Se
trata de un espejo localizado en un suburbio de Dakar,
no es
un punto poético, ni un pasadizo donde quedar atrapado, ni un pasadizo húmedo
bajo la autovía;
no
registra una temperatura de cuarenta y cinco grados ni desciende del
melancólico
verano
bucarestino. Es una lengua mediterránea que se prolonga y viene a ser, es un
politopo y un romance
por
unanimidad.
Ella
está aquí. De nuevo. Embarazada de seis meses. De cuerpo presente.
En el
Parque ahora es tiempo de cosecha; esta hierba legal
promete
una insinuación –arabesco suspendido de un cielo que no alumbra–, se compromete
con el espacio y sale
al aire
contaminado de la noche.
Cuando tienes un sólido
neoplatónico, napoleónico, el poliedro escalofriante, la montaña
devorada
por el llanto de un canario minero, su canto mestizo; cuando las variantes
infinitas del trayecto
constructivo
se desmadejan y anulan la realidad con una llamarada de color.
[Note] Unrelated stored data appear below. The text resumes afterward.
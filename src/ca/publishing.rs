//! Notifying publishers and retrying through the publish queue.

use std::sync::Arc;

use log::{debug, error, info, warn};

use crate::commons::api::{CertWithRevocationInfo, IssuedCertificate};
use crate::commons::{CaResult, Error};
use crate::constants::PUBLISH_QUEUE_BATCH_SIZE;
use crate::publisher::{PublishResult, Publisher};

use super::X509Ca;


//------------ CertEvent -----------------------------------------------------

#[derive(Clone, Copy, Debug, Eq, PartialEq)]
pub(super) enum CertEvent {
    Added,
    Revoked,
    Unrevoked,
}

impl CertEvent {
    fn send(self, publisher: &dyn Publisher, cert: &CertWithRevocationInfo) -> PublishResult {
        match self {
            CertEvent::Added => publisher.certificate_added(cert),
            CertEvent::Revoked => publisher.certificate_revoked(cert),
            CertEvent::Unrevoked => publisher.certificate_unrevoked(cert),
        }
    }
}


//------------ Publishing ----------------------------------------------------

impl X509Ca {
    /// Stores a newly issued certificate and notifies the publishers.
    pub(super) fn publish_certificate(&self, cert: &IssuedCertificate) -> CaResult<()> {
        self.ctx.store.add_certificate(cert)?;
        let cert = CertWithRevocationInfo::new(cert.clone(), None);
        self.notify_publishers(&cert, CertEvent::Added);
        Ok(())
    }

    /// Notifies all publishers of a certificate event.
    ///
    /// Asynchronous publishers only get a queue entry. A synchronous
    /// publisher that fails or declines gets one as well, so that the
    /// event is retried later.
    pub(super) fn notify_publishers(&self, cert: &CertWithRevocationInfo, event: CertEvent) {
        let serial = cert.cert().serial();
        for publisher in self.publishers() {
            if !publisher.is_asynchronous() {
                match event.send(publisher.as_ref(), cert) {
                    Ok(true) => continue,
                    Ok(false) => warn!(
                        "Publisher '{}' declined {:?} of certificate {}, queueing it",
                        publisher.name(),
                        event,
                        serial
                    ),
                    Err(e) => warn!(
                        "Publisher '{}' failed {:?} of certificate {}, queueing it: {}",
                        publisher.name(),
                        event,
                        serial,
                        e
                    ),
                }
            }
            if let Err(e) = self.ctx.store.add_to_publish_queue(publisher.name(), serial) {
                error!(
                    "Could not queue certificate {} for publisher '{}': {}",
                    serial,
                    publisher.name(),
                    e
                );
            }
        }
    }

    /// Retries queued events for all healthy publishers.
    ///
    /// Each queued certificate is published in its current state. A
    /// publisher whose retry fails is left alone until the next run.
    pub fn publish_certs_in_queue(&self) -> CaResult<()> {
        self.check_master()?;
        for publisher in self.publishers() {
            if !publisher.is_healthy() {
                debug!("Skipping publish queue of unhealthy publisher '{}'", publisher.name());
                continue;
            }
            self.publish_queue_for(&publisher)?;
        }
        Ok(())
    }

    fn publish_queue_for(&self, publisher: &Arc<dyn Publisher>) -> CaResult<()> {
        let store = &self.ctx.store;
        let name = publisher.name();
        let mut published = 0;

        loop {
            let serials = store.get_publish_queue_entries(name, PUBLISH_QUEUE_BATCH_SIZE)?;
            if serials.is_empty() {
                break;
            }
            for serial in serials {
                let Some(cert) = store.get_cert_with_revocation_info(serial)? else {
                    debug!("Dropping queued certificate {} which no longer exists", serial);
                    store.remove_from_publish_queue(name, serial)?;
                    continue;
                };
                let event = if cert.is_revoked() { CertEvent::Revoked } else { CertEvent::Added };
                match event.send(publisher.as_ref(), &cert) {
                    Ok(true) => {
                        store.remove_from_publish_queue(name, serial)?;
                        published += 1;
                    }
                    Ok(false) => {
                        warn!("Publisher '{}' declined queued certificate {}", name, serial);
                        return Ok(());
                    }
                    Err(e) => {
                        warn!(
                            "Publisher '{}' failed queued certificate {}: {}",
                            name, serial, e
                        );
                        return Ok(());
                    }
                }
            }
        }

        if published > 0 {
            info!("Published {} queued certificates to '{}'", published, name);
        }
        Ok(())
    }

    /// Clears the publish queue of the named publishers, or of all of them
    /// if `publishers` is None.
    pub fn clear_publish_queue(&self, publishers: Option<&[String]>) -> CaResult<()> {
        self.check_master()?;
        match publishers {
            None => self.ctx.store.clear_publish_queue(None)?,
            Some(names) => {
                let known = self.publishers();
                for name in names {
                    if !known.iter().any(|p| p.name() == name) {
                        return Err(Error::UnknownPublisher(name.clone()));
                    }
                }
                for name in names {
                    self.ctx.store.clear_publish_queue(Some(name))?;
                }
            }
        }
        Ok(())
    }
}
Cuando ella esté
aquí, oh, madre general,
madre
inspirada, mujer y sombra.
Ella
dice que el futuro es la sombra del presente, la sombra del honor y de la vida.
Pues este mundo
acoge,
comprende su idioma porque el verbo tiene sus raíces en el humo, toda palabra
nace con dolor; el espejismo
contradice
la forma, enuncia un párvulo ruego y resucita.
Se
trata de un espejo focalizado en el cálido extrarradio, un remedo, el conato
inaccesible, la movilidad
fraterna,
la navegación de las almas. En el poema, un alma se lanza a lo desconocido y
desaparece, trunca su acento,
su
literal cansancio se hace dueño del viaje, no está tranquila ni echa
fuego
por los ojos, es solo un pequeño frasco de belleza probable, una primavera
como en
todos los libros.
Arde su imagen de metal y carne, su
llanto funde la infancia de la ciudad sepultada en la memoria
personal
de los pájaros, las abejas de católico nombre, los gatos alojados
en la
gracia. Hay una llamarada, se ve desde la piel del horizonte que avanza,
promete la salvación del Arte y el dulce
sacrificio
de una gota de sangre derramada en el surco gigante del amor.